╭─ Records for this exercise
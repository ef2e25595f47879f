// src/queue/guard.rs
// =============================================================================
// Wraps one provider call with a cancellation check and an optional timeout.
//
// Task bodies call this around every suspension point (listing a directory,
// fetching a page). The queue itself never cancels or times anything out.
// =============================================================================

use crate::error::ProviderError;
use std::future::Future;
use std::time::Duration;
use tokio_util::sync::CancellationToken;

/// Runs `call` unless `token` is (or becomes) cancelled, giving up after `timeout`
pub async fn guarded<F, T>(
    token: &CancellationToken,
    timeout: Option<Duration>,
    call: F,
) -> Result<T, ProviderError>
where
    F: Future<Output = Result<T, ProviderError>>,
{
    if token.is_cancelled() {
        return Err(ProviderError::Cancelled);
    }

    let bounded = async {
        match timeout {
            Some(limit) => tokio::time::timeout(limit, call)
                .await
                .unwrap_or(Err(ProviderError::TimedOut(limit))),
            None => call.await,
        }
    };

    tokio::select! {
        biased;
        _ = token.cancelled() => Err(ProviderError::Cancelled),
        result = bounded => result,
    }
}
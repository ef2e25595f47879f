// src/queue/pool.rs
// =============================================================================
// A fixed-size worker pool with a FIFO backlog.
//
// How it works:
// 1. new(n) spawns exactly n long-lived worker tasks on the tokio runtime
// 2. Each worker loops: take the oldest backlog job, or park itself in the
//    idle registry and wait to be handed one
// 3. submit() hands the job straight to a parked worker if there is one,
//    otherwise it appends it to the backlog
// 4. Every job reports its outcome through its own oneshot channel, which is
//    what the TaskHandle returned by submit() waits on
//
// Only the backlog is FIFO. A job submitted while a worker is idle starts
// immediately even if older jobs are still running elsewhere.
//
// Rust concepts:
// - Arc<Mutex<..>>: state shared between submit() and every worker
// - oneshot channels: one-time handoff of a job or a result
// - catch_unwind: a panicking job must not take its worker down with it
// =============================================================================

use crate::error::{QueueError, TaskError};
use futures::future::BoxFuture;
use futures::FutureExt;
use std::any::Any;
use std::collections::VecDeque;
use std::future::Future;
use std::panic::AssertUnwindSafe;
use std::pin::Pin;
use std::sync::atomic::{AtomicU64, AtomicUsize, Ordering};
use std::sync::{Arc, Mutex, MutexGuard, PoisonError};
use std::task::{Context, Poll};
use tokio::sync::oneshot;
use tokio::task::JoinHandle;
use tokio_util::sync::CancellationToken;
use tracing::{debug, trace};

// A job is the task body wrapped so that it always reports to its handle
type Job = BoxFuture<'static, ()>;

// Everything submit() and the workers have to agree on
struct Dispatch {
    backlog: VecDeque<Job>,
    idle: VecDeque<oneshot::Sender<Job>>,
    closed: bool,
}

struct Shared {
    dispatch: Mutex<Dispatch>,
    stats: Counters,
    shutdown: CancellationToken,
}

impl Shared {
    // The lock is never held across an await and nothing inside it panics,
    // so a poisoned mutex still holds consistent data
    fn lock(&self) -> MutexGuard<'_, Dispatch> {
        self.dispatch.lock().unwrap_or_else(PoisonError::into_inner)
    }
}

#[derive(Default)]
struct Counters {
    submitted: AtomicU64,
    completed: AtomicU64,
    running: AtomicUsize,
    peak_running: AtomicUsize,
}

impl Counters {
    fn begin(&self) {
        let now_running = self.running.fetch_add(1, Ordering::SeqCst) + 1;
        self.peak_running.fetch_max(now_running, Ordering::SeqCst);
    }

    fn finish(&self) {
        self.running.fetch_sub(1, Ordering::SeqCst);
        self.completed.fetch_add(1, Ordering::SeqCst);
    }
}

/// Point-in-time view of the queue counters
#[derive(Debug, Clone, Copy, PartialEq, Eq, Default)]
pub struct QueueStats {
    pub submitted: u64,
    pub completed: u64,
    /// Jobs started and not yet settled right now
    pub running: usize,
    /// Highest value `running` ever reached
    pub peak_running: usize,
    /// Jobs waiting for a worker
    pub backlog: usize,
}

/// Bounded-concurrency task queue
///
/// Must be created from inside a tokio runtime because the workers are
/// spawned immediately.
pub struct TaskQueue {
    shared: Arc<Shared>,
    workers: Vec<JoinHandle<()>>,
}

impl TaskQueue {
    /// Spawns `concurrency` idle workers
    pub fn new(concurrency: usize) -> Result<Self, QueueError> {
        if concurrency < 1 {
            return Err(QueueError::InvalidConcurrency(concurrency));
        }

        let shared = Arc::new(Shared {
            dispatch: Mutex::new(Dispatch {
                backlog: VecDeque::new(),
                idle: VecDeque::with_capacity(concurrency),
                closed: false,
            }),
            stats: Counters::default(),
            shutdown: CancellationToken::new(),
        });

        let workers = (0..concurrency)
            .map(|id| tokio::spawn(worker_loop(id, Arc::clone(&shared))))
            .collect();

        debug!(concurrency, "task queue started");

        Ok(Self { shared, workers })
    }

    /// Queues `task` and returns a handle that settles with its outcome
    ///
    /// The handle always settles: with the task's value, with its error,
    /// with `Panicked` if the body panicked, or with `Closed` if the queue
    /// shut down before a worker picked the task up.
    pub fn submit<F, T, E>(&self, task: F) -> TaskHandle<T, E>
    where
        F: Future<Output = Result<T, E>> + Send + 'static,
        T: Send + 'static,
        E: Send + 'static,
    {
        let (result_tx, result_rx) = oneshot::channel();
        let shared = Arc::clone(&self.shared);

        let job: Job = Box::pin(async move {
            shared.stats.begin();
            let outcome = match AssertUnwindSafe(task).catch_unwind().await {
                Ok(Ok(value)) => Ok(value),
                Ok(Err(error)) => Err(TaskError::Failed(error)),
                Err(panic) => Err(TaskError::Panicked(panic_message(panic.as_ref()))),
            };
            // Counted before the handle settles so stats() never lags behind it
            shared.stats.finish();
            // Nobody may be listening any more; that is fine
            let _ = result_tx.send(outcome);
        });

        self.shared.stats.submitted.fetch_add(1, Ordering::Relaxed);
        self.dispatch(job);

        TaskHandle { rx: result_rx }
    }

    // Direct handoff to an idle worker, else the back of the backlog
    fn dispatch(&self, mut job: Job) {
        let mut state = self.shared.lock();

        if state.closed {
            drop(state);
            // Dropping the job drops its result sender, so the handle sees Closed
            drop(job);
            return;
        }

        while let Some(worker) = state.idle.pop_front() {
            match worker.send(job) {
                Ok(()) => {
                    trace!("job handed to idle worker");
                    return;
                }
                // That worker went away; try the next one
                Err(returned) => job = returned,
            }
        }

        state.backlog.push_back(job);
        trace!(backlog = state.backlog.len(), "job queued");
    }

    pub fn stats(&self) -> QueueStats {
        let backlog = self.shared.lock().backlog.len();
        let counters = &self.shared.stats;
        QueueStats {
            submitted: counters.submitted.load(Ordering::Relaxed),
            completed: counters.completed.load(Ordering::Relaxed),
            running: counters.running.load(Ordering::Relaxed),
            peak_running: counters.peak_running.load(Ordering::Relaxed),
            backlog,
        }
    }

    /// Stops accepting work and releases idle workers
    ///
    /// Jobs still in the backlog settle with `TaskError::Closed`. Jobs that
    /// are already running finish normally.
    pub fn close(&self) {
        let (backlog, idle) = {
            let mut state = self.shared.lock();
            if state.closed {
                return;
            }
            state.closed = true;
            (
                std::mem::take(&mut state.backlog),
                std::mem::take(&mut state.idle),
            )
        };
        self.shared.shutdown.cancel();

        debug!(dropped = backlog.len(), "task queue closed");
        // Dropped outside the lock: job destructors may touch the queue
        drop(backlog);
        drop(idle);
    }

    /// Closes the queue and waits for every worker to exit
    pub async fn shutdown(mut self) {
        self.close();
        for worker in std::mem::take(&mut self.workers) {
            // A worker only ends by returning; a JoinError here means the
            // runtime itself is going away
            let _ = worker.await;
        }
    }
}

impl Drop for TaskQueue {
    fn drop(&mut self) {
        self.close();
    }
}

enum Next {
    Run(Job),
    Wait(oneshot::Receiver<Job>),
}

async fn worker_loop(id: usize, shared: Arc<Shared>) {
    loop {
        let next = {
            let mut state = shared.lock();
            if state.closed {
                break;
            }
            match state.backlog.pop_front() {
                Some(job) => Next::Run(job),
                None => {
                    let (tx, rx) = oneshot::channel();
                    state.idle.push_back(tx);
                    Next::Wait(rx)
                }
            }
        };

        let job = match next {
            Next::Run(job) => job,
            Next::Wait(rx) => {
                tokio::select! {
                    received = rx => match received {
                        Ok(job) => job,
                        // Sender dropped: the queue closed while we were idle
                        Err(_) => break,
                    },
                    _ = shared.shutdown.cancelled() => break,
                }
            }
        };

        job.await;
    }

    trace!(worker = id, "worker exiting");
}

fn panic_message(payload: &(dyn Any + Send)) -> String {
    if let Some(message) = payload.downcast_ref::<&str>() {
        (*message).to_string()
    } else if let Some(message) = payload.downcast_ref::<String>() {
        message.clone()
    } else {
        "unknown panic payload".to_string()
    }
}

/// Future returned by [`TaskQueue::submit`]
pub struct TaskHandle<T, E> {
    rx: oneshot::Receiver<Result<T, TaskError<E>>>,
}

impl<T, E> Future for TaskHandle<T, E> {
    type Output = Result<T, TaskError<E>>;

    fn poll(mut self: Pin<&mut Self>, cx: &mut Context<'_>) -> Poll<Self::Output> {
        Pin::new(&mut self.rx)
            .poll(cx)
            .map(|received| received.unwrap_or(Err(TaskError::Closed)))
    }
}

// -----------------------------------------------------------------------------
// BEGINNER NOTES:
//
// 1. Why hand jobs to workers through oneshot channels?
//    - A parked worker needs something to .await on
//    - The oneshot receiver is exactly that: it wakes up once, with one job
//    - If the worker is gone, send() gives the job back so we can retry
//
// 2. Why is the Mutex a std::sync::Mutex and not tokio's?
//    - We never hold it across an .await
//    - Short synchronous critical sections are what std's Mutex is for
//
// 3. What does AssertUnwindSafe do?
//    - catch_unwind() only accepts futures that promise to be "unwind safe"
//    - We promise it by hand because the task's state is thrown away
//      after a panic anyway
//
// 4. Why does TaskHandle implement Future itself?
//    - So callers can write `queue.submit(job).await` directly
//    - It also turns "the sender was dropped" into a clear Closed error
// -----------------------------------------------------------------------------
╰─
Filter the records for the string "JoinHandle" and copy every line that holds it.

use tokio::task::JoinHandle;
    workers: Vec<JoinHandle<()>>,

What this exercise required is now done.